CC BY-NC-ND 2.0 - Oliver Hine

Or il faut dire que dans un premier temps, ces derniers n’ont pas fait preuve d’un enthousiasme débordant. A priori, il n’entre pas dans les intérêts des FAI de contribuer à la bonne application du régime du droit d’auteur, au prix d’importants coûts de fonctionnement, et au risque d’entamer la confiance de leurs abonnés. Mais sous la menace d’une condamnation judiciaire, un opérateur irlandais, Eircom, avait déjà conclu un accord similaire avec les quatre majors de l’industrie du disque2 (remis en cause par un arrêt ultérieur3). Dans d’autres pays comme au Royaume-Uni ou en France, c’est le législateur qui est intervenu pour imposer aux FAI de collaborer à un régime de riposte graduée, respectivement au moyen du Digital Economy Act et les lois Hadopi. Dans le cas qui nous intéresse ici, l’accord est présenté comme entièrement volontaire, mais certains avancent que le gouvernement Obama a pu jouer un rôle important afin de « faciliter » la conclusion d’un deal entre RIAA, MPAA, et les FAI américains en brandissant la menace de légiférer dans ce domaine4.

 

Le système exposé dans le « Memorandum of Understanding » entre représentants d’ayants-droit et FAI se présente comme la recherche d’un équilibre entre d’une part l’objectif d’enrayer le partage illégal de fichier par des moyens éducatifs et, si nécessaire, répressifs, et d’autre part le souci de de protection de la vie privée, d’avertissement équitable, et l’opportunité d’appel visant à « protéger les intérêts légaux des consommateurs »5.

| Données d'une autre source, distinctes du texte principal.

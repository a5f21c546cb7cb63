//! Scene setup: camera, lighting, shared meshes and the HUD.

use bevy::prelude::*;
use bevy::ui::PositionType;

use crate::visualization::components::{BreadcrumbBar, HudText, NoticeText};
use crate::visualization::constants::{
    ARROW_HEIGHT, ARROW_RADIUS, COLOR_PANEL, NODE_SIZE,
};
use crate::visualization::resources::{GraphMeshes, SceneRes};
use crate::services::GROUND_HALF_EXTENT;

/// Setup the camera, lights, shared meshes and UI panels.
pub fn setup_scene(
    mut commands: Commands,
    mut meshes: ResMut<Assets<Mesh>>,
    scene: Res<SceneRes>,
) {
    // Camera
    let camera = &scene.0.camera;
    commands.spawn((
        Camera3d::default(),
        Transform::from_translation(camera.position()).looking_at(camera.target(), Vec3::Y),
    ));

    // Main directional light (sun-like)
    commands.spawn((
        DirectionalLight {
            illuminance: 15000.0,
            shadows_enabled: false,
            ..default()
        },
        Transform::from_xyz(10.0, 40.0, 10.0).looking_at(Vec3::ZERO, Vec3::Y),
    ));

    // Secondary fill light from opposite side
    commands.spawn((
        DirectionalLight {
            illuminance: 6000.0,
            shadows_enabled: false,
            ..default()
        },
        Transform::from_xyz(-8.0, 20.0, -8.0).looking_at(Vec3::ZERO, Vec3::Y),
    ));

    // Ambient light
    commands.insert_resource(AmbientLight {
        color: Color::WHITE,
        brightness: 400.0,
    });

    commands.insert_resource(GraphMeshes {
        node: meshes.add(Cuboid::new(NODE_SIZE.x, NODE_SIZE.y, NODE_SIZE.z)),
        edge: meshes.add(Cylinder::new(1.0, 1.0)),
        arrow: meshes.add(Cone::new(ARROW_RADIUS, ARROW_HEIGHT)),
        ground: meshes.add(
            Plane3d::default()
                .mesh()
                .size(GROUND_HALF_EXTENT * 2.0, GROUND_HALF_EXTENT * 2.0),
        ),
    });

    // Status panel on the left
    commands
        .spawn((
            bevy::ui::Node {
                position_type: PositionType::Absolute,
                left: Val::Px(10.0),
                top: Val::Px(10.0),
                width: Val::Px(300.0),
                padding: UiRect::all(Val::Px(12.0)),
                flex_direction: FlexDirection::Column,
                ..default()
            },
            BackgroundColor(COLOR_PANEL),
            BorderRadius::all(Val::Px(8.0)),
        ))
        .with_children(|parent| {
            parent.spawn((
                Text::new("Strata"),
                TextFont {
                    font_size: 16.0,
                    ..default()
                },
                TextColor(Color::srgb(0.9, 0.9, 0.9)),
            ));
            parent.spawn((
                Text::new(""),
                TextFont {
                    font_size: 13.0,
                    ..default()
                },
                TextColor(Color::srgb(0.7, 0.7, 0.7)),
                HudText,
            ));
        });

    // Breadcrumbs along the top
    commands.spawn((
        bevy::ui::Node {
            position_type: PositionType::Absolute,
            top: Val::Px(10.0),
            left: Val::Px(330.0),
            padding: UiRect::all(Val::Px(6.0)),
            flex_direction: FlexDirection::Row,
            column_gap: Val::Px(6.0),
            ..default()
        },
        BackgroundColor(COLOR_PANEL),
        BorderRadius::all(Val::Px(6.0)),
        BreadcrumbBar,
    ));

    // Notices in the bottom right
    commands.spawn((
        Text::new(""),
        TextFont {
            font_size: 13.0,
            ..default()
        },
        TextColor(Color::srgb(1.0, 0.6, 0.4)),
        bevy::ui::Node {
            position_type: PositionType::Absolute,
            right: Val::Px(10.0),
            bottom: Val::Px(50.0),
            ..default()
        },
        NoticeText,
    ));

    // Controls legend at the bottom
    commands
        .spawn((
            bevy::ui::Node {
                position_type: PositionType::Absolute,
                bottom: Val::Px(10.0),
                left: Val::Px(10.0),
                padding: UiRect::all(Val::Px(8.0)),
                ..default()
            },
            BackgroundColor(COLOR_PANEL),
            BorderRadius::all(Val::Px(6.0)),
        ))
        .with_children(|parent| {
            parent.spawn((
                Text::new(
                    "Click: drill in | Ctrl/Cmd+click: link | Double-click ground: new node | \
                     Del: delete hovered | Right-drag: orbit | Wheel: zoom/ride | WASD: pan | Esc: up",
                ),
                TextFont {
                    font_size: 12.0,
                    ..default()
                },
                TextColor(Color::srgb(0.6, 0.6, 0.6)),
            ));
        });
}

Concrètement, l’accord met en place un régime d’« alertes » éventuellement suivies de sanctions, ou « mitigations measures ». Le plus surprenant est sans doute le caractère relativement modéré de ce régime de réponse graduée. Le processus est très graduel, avec six niveaux d’avertissements prévus au total (à tel point que l’appellation « six strikes » commence à s’imposer chez les commentateurs6), et les sanctions envisagées en bout de course, du bridage de la connexion à la restriction d’accès, sont toujours temporaires. On se croirait dans un remake de la parodie de Kad et Olivier, « C’est super sympa » (ci-dessous). Reste à voir le degré de sévérité des sanctions effectivement appliquées, l’accord laissant une certaine marge de manœuvre aux acteurs à ce sujet.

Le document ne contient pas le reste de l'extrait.